Go through the entries and tally the lines containing the word "cloned". Only the total is wanted.

Segment Start: EXERCISE INPUT

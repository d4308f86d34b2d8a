//! In-memory [`ObjectStore`] for exercising whole reconciliation passes.

use std::{collections::BTreeMap, sync::Mutex};

use async_trait::async_trait;
use k8s_openapi::api::core::v1::Secret;
use kube::{error::ErrorResponse, ResourceExt as _};
use serde_json::{Map, Value};

use super::{Dependent, ObjectKey, ObjectStore};
use crate::{
    resources::{PGAdmin, PostgresCluster},
    Error, Result,
};

#[derive(Default)]
struct Inner {
    pgadmins: BTreeMap<ObjectKey, PGAdmin>,
    clusters: BTreeMap<ObjectKey, PostgresCluster>,
    dependents: BTreeMap<(&'static str, ObjectKey), Dependent>,
    applies: usize,
    writes: usize,
    status_patches: Vec<Value>,
    conflicts_on_apply: usize,
    fail_status_patches: bool,
}

#[derive(Default)]
pub(crate) struct MemoryStore {
    inner: Mutex<Inner>,
}

fn api_error(code: u16, reason: &str) -> kube::Error {
    kube::Error::Api(ErrorResponse {
        status: "Failure".into(),
        message: format!("{reason} from memory store"),
        reason: reason.into(),
        code,
    })
}

/// JSON merge patch (RFC 7386)
fn merge(target: &mut Value, patch: &Value) {
    let Value::Object(patch) = patch else {
        *target = patch.clone();
        return;
    };
    if !target.is_object() {
        *target = Value::Object(Map::new());
    }
    if let Value::Object(target) = target {
        for (key, value) in patch {
            if value.is_null() {
                target.remove(key);
            } else {
                merge(target.entry(key.clone()).or_insert(Value::Null), value);
            }
        }
    }
}

impl MemoryStore {
    fn lock(&self) -> std::sync::MutexGuard<'_, Inner> {
        self.inner.lock().unwrap()
    }

    pub fn insert_pgadmin(&self, pgadmin: PGAdmin) {
        let key = ObjectKey::of(&pgadmin).unwrap();
        self.lock().pgadmins.insert(key, pgadmin);
    }

    /// Change the spec the way an API client would: bumping generation and resource version.
    pub fn update_pgadmin(&self, key: &ObjectKey, change: impl FnOnce(&mut PGAdmin)) {
        let mut inner = self.lock();
        let pgadmin = inner.pgadmins.get_mut(key).unwrap();
        change(pgadmin);
        pgadmin.metadata.generation = Some(pgadmin.metadata.generation.unwrap_or(0) + 1);
        bump(&mut pgadmin.metadata.resource_version);
    }

    pub fn pgadmin(&self, key: &ObjectKey) -> PGAdmin {
        self.lock().pgadmins[key].clone()
    }

    pub fn insert_cluster(&self, cluster: PostgresCluster) {
        let key = ObjectKey::of(&cluster).unwrap();
        self.lock().clusters.insert(key, cluster);
    }

    pub fn delete_cluster(&self, key: &ObjectKey) -> PostgresCluster {
        self.lock().clusters.remove(key).unwrap()
    }

    pub fn dependent(&self, kind: &'static str, key: &ObjectKey) -> Option<Dependent> {
        self.lock().dependents.get(&(kind, key.clone())).cloned()
    }

    pub fn dependent_count(&self) -> usize {
        self.lock().dependents.len()
    }

    /// Number of apply calls that changed a stored object
    pub fn writes(&self) -> usize {
        self.lock().writes
    }

    pub fn applies(&self) -> usize {
        self.lock().applies
    }

    pub fn status_patches(&self) -> Vec<Value> {
        self.lock().status_patches.clone()
    }

    /// Answer the next `count` applies with 409 Conflict
    pub fn conflict_on_apply(&self, count: usize) {
        self.lock().conflicts_on_apply = count;
    }

    pub fn fail_status_patches(&self, fail: bool) {
        self.lock().fail_status_patches = fail;
    }
}

fn bump(resource_version: &mut Option<String>) {
    let next = resource_version
        .as_deref()
        .and_then(|v| v.parse::<u64>().ok())
        .unwrap_or(0)
        + 1;
    *resource_version = Some(next.to_string());
}

#[async_trait]
impl ObjectStore for MemoryStore {
    async fn get_pgadmin(&self, key: &ObjectKey) -> Result<Option<PGAdmin>> {
        Ok(self.lock().pgadmins.get(key).cloned())
    }

    async fn get_secret(&self, key: &ObjectKey) -> Result<Option<Secret>> {
        Ok(match self.dependent("Secret", key) {
            Some(Dependent::Credentials(secret)) => Some(secret),
            _ => None,
        })
    }

    async fn list_postgres_clusters(&self, namespace: &str) -> Result<Vec<PostgresCluster>> {
        Ok(self
            .lock()
            .clusters
            .values()
            .filter(|c| c.namespace().as_deref() == Some(namespace))
            .cloned()
            .collect())
    }

    async fn apply(&self, dependent: Dependent, _field_owner: &str) -> Result<Dependent> {
        let key = (dependent.kind(), dependent.key()?);
        let mut inner = self.lock();
        inner.applies += 1;

        if inner.conflicts_on_apply > 0 {
            inner.conflicts_on_apply -= 1;
            return Err(api_error(409, "Conflict").into());
        }

        if inner.dependents.get(&key) != Some(&dependent) {
            inner.writes += 1;
            inner.dependents.insert(key, dependent.clone());
        }
        Ok(dependent)
    }

    async fn patch_status(&self, key: &ObjectKey, patch: &Value, _field_owner: &str) -> Result<()> {
        let mut inner = self.lock();
        inner.status_patches.push(patch.clone());

        if inner.fail_status_patches {
            return Err(api_error(503, "ServiceUnavailable").into());
        }

        let pgadmin = inner
            .pgadmins
            .get_mut(key)
            .ok_or_else(|| Error::from(api_error(404, "NotFound")))?;

        let expected = patch.pointer("/metadata/resourceVersion").and_then(Value::as_str);
        if expected.is_some() && expected != pgadmin.metadata.resource_version.as_deref() {
            return Err(api_error(409, "Conflict").into());
        }

        let mut object = serde_json::to_value(&*pgadmin)?;
        if let Some(status) = patch.get("status") {
            merge(&mut object, &serde_json::json!({ "status": status }));
        }
        *pgadmin = serde_json::from_value(object)?;
        bump(&mut pgadmin.metadata.resource_version);
        Ok(())
    }
}

#[cfg(test)]
mod tests {
    use serde_json::json;

    use super::merge;

    #[test]
    fn merge_patch_semantics() {
        let mut target = json!({ "a": 1, "b": { "c": 2, "d": 3 } });
        merge(&mut target, &json!({ "a": null, "b": { "c": 4 }, "e": [1] }));
        assert_eq!(target, json!({ "b": { "c": 4, "d": 3 }, "e": [1] }));
    }
}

Segment End: EXERCISE INPUT

EXERCISE SOLUTION
3